Twitter et Facebook coupent l`accès à une société qui traquait les manifestants pour la police
L`American Civil Liberties Union (ACLU) "a obtenu des documents montrant que Twitter, Facebook et Instagram ont donné un accès à des données sur leurs utilisateurs à Geofeedia, le développeur d`un produit de surveillance des réseaux sociaux qui a été vendu aux forces de l`ordre comme un moyen de surveiller des activistes et des protestataires", a indiqué cette association dans un communiqué.
Geofeedia, qui n`a pas commenté dans l`immédiat, indique sur son site internet qu`elle propose des services pour la sécurité publique ou des entreprises, l`éducation et le marketing, avec une plateforme en ligne qui permet de "prédire, analyser et réagir en temps réel à des contenus sur les réseaux sociaux selon leur localisation n`importe où dans le monde".
"C`est un fait avéré qu`à Oakland (Californie) et Baltimore (Maryland), les forces de l`ordre ont utilisé Geofeedia pour surveiller des mouvements de protestations", ajoute l`ACLU.
Le cynisme de Geofeedia, mauvaise publicité pour les réseaux
Dans des documents internes publiés par l`ACLU, Geofeedia se vante d`avoir "couvert Ferguson/Mike Brown à l`échelle nationale avec un très grand succès", une référence à la vague de protestations dans le Missouri après qu`un homme noir non armé eut été abattu par un policier blanc.
Geofeedia dit avoir accès à l`intégralité des données qui peuvent être analysées et interprétées en fonction de la localisation d`une personne qui publie un message ou d`autres facteurs. Elle affirme aussi être "la seule société de surveillance des réseaux sociaux à avoir un partenariat avec Instagram", le service de partage de photos de Facebook.
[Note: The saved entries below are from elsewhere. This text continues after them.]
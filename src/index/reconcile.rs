//! Index reconciliation against the three note directories.
//!
//! Notes get moved around by plain file managers and sync tools as much as
//! by this crate, so the index drifts. A reconciliation run walks the
//! active, archive, and trash directories and brings every known record in
//! line with where its file actually is. Records whose file is gone are
//! quarantined into the trash; files the index has never seen are adopted.
//! The rebuilt index replaces the stored one wholesale.

use std::collections::{HashMap, HashSet};
use std::fs;
use std::path::{Path, PathBuf};
use std::time::SystemTime;

use walkdir::WalkDir;

use super::{load_index, max_numeric_id, save_index, Zettel};
use crate::clock::Clock;
use crate::config::Config;
use crate::error::{Error, Result};
use crate::frontmatter::types::{format_timestamp, Lifecycle};
use crate::frontmatter::FrontMatterCodec;

/// What a reconciliation run changed.
#[derive(Debug, Default, Clone, PartialEq, Eq)]
pub struct ReconcileReport {
    /// Known records whose location or lifecycle was corrected
    pub relocated: usize,
    /// Records whose file was found nowhere and went to the trash
    pub orphaned: usize,
    /// Files adopted into the index
    pub discovered: usize,
    /// Files or records left alone because of errors
    pub skipped: usize,
}

// ============================================================================
// Directory scanning
// ============================================================================

/// Markdown files of one directory keyed by note key (the file stem),
/// remembering the mtime-ascending traversal order.
struct DirectoryScan {
    by_key: HashMap<String, PathBuf>,
    ordered_keys: Vec<String>,
}

/// Scan one flat directory for note files. Subdirectories, hidden files,
/// and non-markdown files are ignored; an unreadable directory yields an
/// empty scan. Equal mtimes fall back to key order so the result is
/// deterministic.
fn scan_directory(dir: &Path) -> DirectoryScan {
    let mut files: Vec<(SystemTime, String, PathBuf)> = Vec::new();

    for entry in WalkDir::new(dir)
        .min_depth(1)
        .max_depth(1)
        .into_iter()
        .filter_map(|entry| entry.ok())
    {
        if !entry.file_type().is_file() {
            continue;
        }
        let name = entry.file_name().to_string_lossy();
        if name.starts_with('.') || !name.ends_with(".md") {
            continue;
        }
        let stem = match entry.path().file_stem() {
            Some(stem) => stem.to_string_lossy().to_string(),
            None => continue,
        };
        let modified = entry
            .metadata()
            .ok()
            .and_then(|metadata| metadata.modified().ok())
            .unwrap_or(SystemTime::UNIX_EPOCH);
        files.push((modified, stem, entry.path().to_path_buf()));
    }

    files.sort_by(|a, b| a.0.cmp(&b.0).then_with(|| a.1.cmp(&b.1)));

    let mut by_key = HashMap::with_capacity(files.len());
    let mut ordered_keys = Vec::with_capacity(files.len());
    for (_, stem, path) in files {
        if by_key.insert(stem.clone(), path).is_none() {
            ordered_keys.push(stem);
        }
    }
    DirectoryScan { by_key, ordered_keys }
}

// ============================================================================
// Reconciliation
// ============================================================================

/// Rebuild the index from the directories' actual contents.
///
/// Membership is decided in priority order active, archive, trash; the
/// first directory holding a note key wins. Active notes get their
/// updated-at refreshed to the clock's time, recording when they were last
/// observed live. Records found in no directory have their file (when it
/// still exists) moved into the trash and are flagged deleted. Unknown
/// files are parsed and appended with fresh sequential identifiers.
pub fn reconcile(config: &Config, clock: &dyn Clock) -> Result<ReconcileReport> {
    let index_path = config.index_path();
    let zettels = load_index(&index_path)?;
    let (updated, report) = reconcile_records(zettels, config, clock);
    save_index(&index_path, &updated)?;
    Ok(report)
}

fn reconcile_records(
    zettels: Vec<Zettel>,
    config: &Config,
    clock: &dyn Clock,
) -> (Vec<Zettel>, ReconcileReport) {
    let notes = scan_directory(&config.notes_path());
    let archive = scan_directory(&config.archive_path());
    let trash = scan_directory(&config.trash_path());

    log::info!(
        "Reconciling {} records against {} active, {} archived, {} trashed files",
        zettels.len(),
        notes.ordered_keys.len(),
        archive.ordered_keys.len(),
        trash.ordered_keys.len()
    );

    let now = format_timestamp(clock.now());
    let mut report = ReconcileReport::default();
    let mut updated: Vec<Zettel> = Vec::with_capacity(zettels.len());
    let mut known: HashSet<String> = HashSet::with_capacity(zettels.len());

    for mut zettel in zettels {
        known.insert(zettel.note_id.clone());

        let membership = [
            (&notes, Lifecycle::Active),
            (&archive, Lifecycle::Archived),
            (&trash, Lifecycle::Deleted),
        ]
        .into_iter()
        .find_map(|(scan, lifecycle)| scan.by_key.get(&zettel.note_id).map(|path| (path, lifecycle)));

        match membership {
            Some((path, lifecycle)) => {
                let path = path.to_string_lossy().to_string();
                if zettel.lifecycle != lifecycle || zettel.note_path != path {
                    report.relocated += 1;
                }
                zettel.note_path = path;
                zettel.lifecycle = lifecycle;
                if lifecycle == Lifecycle::Active {
                    zettel.updated_at = now.clone();
                }
                updated.push(zettel);
            }
            None => match move_orphan_to_trash(&zettel, &config.trash_path()) {
                Ok(moved) => {
                    if let Some(target) = moved {
                        zettel.note_path = target.to_string_lossy().to_string();
                    }
                    zettel.lifecycle = Lifecycle::Deleted;
                    zettel.updated_at = now.clone();
                    report.orphaned += 1;
                    updated.push(zettel);
                }
                Err(e) => {
                    // The record keeps claiming its old location until the
                    // move actually happens.
                    log::warn!("Could not move orphaned note {} to trash: {}", zettel.note_id, e);
                    report.skipped += 1;
                    updated.push(zettel);
                }
            },
        }
    }

    let discovery_groups = [
        (&notes, Lifecycle::Active),
        (&archive, Lifecycle::Archived),
        (&trash, Lifecycle::Deleted),
    ];
    let mut next_id = max_numeric_id(&updated) + 1;

    for (scan, lifecycle) in discovery_groups {
        for key in &scan.ordered_keys {
            if known.contains(key) {
                continue;
            }
            let path = &scan.by_key[key];
            match discover_note(key, path, lifecycle) {
                Ok(mut zettel) => {
                    zettel.id = next_id.to_string();
                    next_id += 1;
                    known.insert(key.clone());
                    report.discovered += 1;
                    updated.push(zettel);
                }
                Err(e) => {
                    log::warn!("Skipping undiscoverable file {}: {}", path.display(), e);
                    report.skipped += 1;
                }
            }
        }
    }

    log::info!(
        "Reconciliation finished: {} records ({} relocated, {} orphaned, {} discovered, {} skipped)",
        updated.len(),
        report.relocated,
        report.orphaned,
        report.discovered,
        report.skipped
    );

    (updated, report)
}

/// Move an orphaned record's file into the trash as `<note-key>.md` when it
/// still exists at the recorded path. `Ok(None)` means there was nothing
/// left to move and the record can be flagged directly.
fn move_orphan_to_trash(zettel: &Zettel, trash_dir: &Path) -> Result<Option<PathBuf>> {
    let source = PathBuf::from(&zettel.note_path);
    if !source.exists() {
        return Ok(None);
    }

    fs::create_dir_all(trash_dir).map_err(|e| {
        Error::io(format!("failed to create trash directory {}", trash_dir.display()), e)
    })?;
    let target = trash_dir.join(format!("{}.md", zettel.note_id));
    fs::rename(&source, &target)
        .map_err(|e| Error::io(format!("failed to move {} to trash", source.display()), e))?;

    log::info!("Moved orphaned note {} to {}", zettel.note_id, target.display());
    Ok(Some(target))
}

/// Build a fresh record for a file the index has never seen. The file stem
/// is the note key; a disagreeing front matter id loses.
fn discover_note(key: &str, path: &Path, lifecycle: Lifecycle) -> Result<Zettel> {
    let content = fs::read_to_string(path)
        .map_err(|e| Error::io(format!("failed to read {}", path.display()), e))?;
    let (front_matter, _body) = FrontMatterCodec::parse(&content)?;

    if !front_matter.id.is_empty() && front_matter.id != key {
        log::warn!(
            "Front matter id {} disagrees with file name {}; the file name wins",
            front_matter.id,
            key
        );
    }

    Ok(Zettel {
        id: String::new(),
        note_id: key.to_string(),
        title: front_matter.title,
        note_type: front_matter.note_type,
        tags: front_matter.tags,
        task_status: front_matter.task_status,
        links: front_matter.links,
        created_at: front_matter.created_at,
        updated_at: front_matter.updated_at,
        note_path: path.to_string_lossy().to_string(),
        lifecycle,
    })
}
"Sur la base des informations dans le rapport de l`ACLU, nous suspendons immédiatement l`accès commercial de @geofeedia aux données de Twitter", a annoncé le réseau social.
Facebook a également annoncé avoir coupé l`accès de Geofeedia à sa plateforme pour les développeurs (API, application programming interface), estimant que la société en avait violé les conditions d`utilisation.
L`ACLU a appelé les réseaux sociaux à prendre "davantage de mesures" pour "être à la hauteur de leurs principes et de leurs règles en protégeant les utilisateurs de tous les horizons qui s`engagent dans le débat politique et social".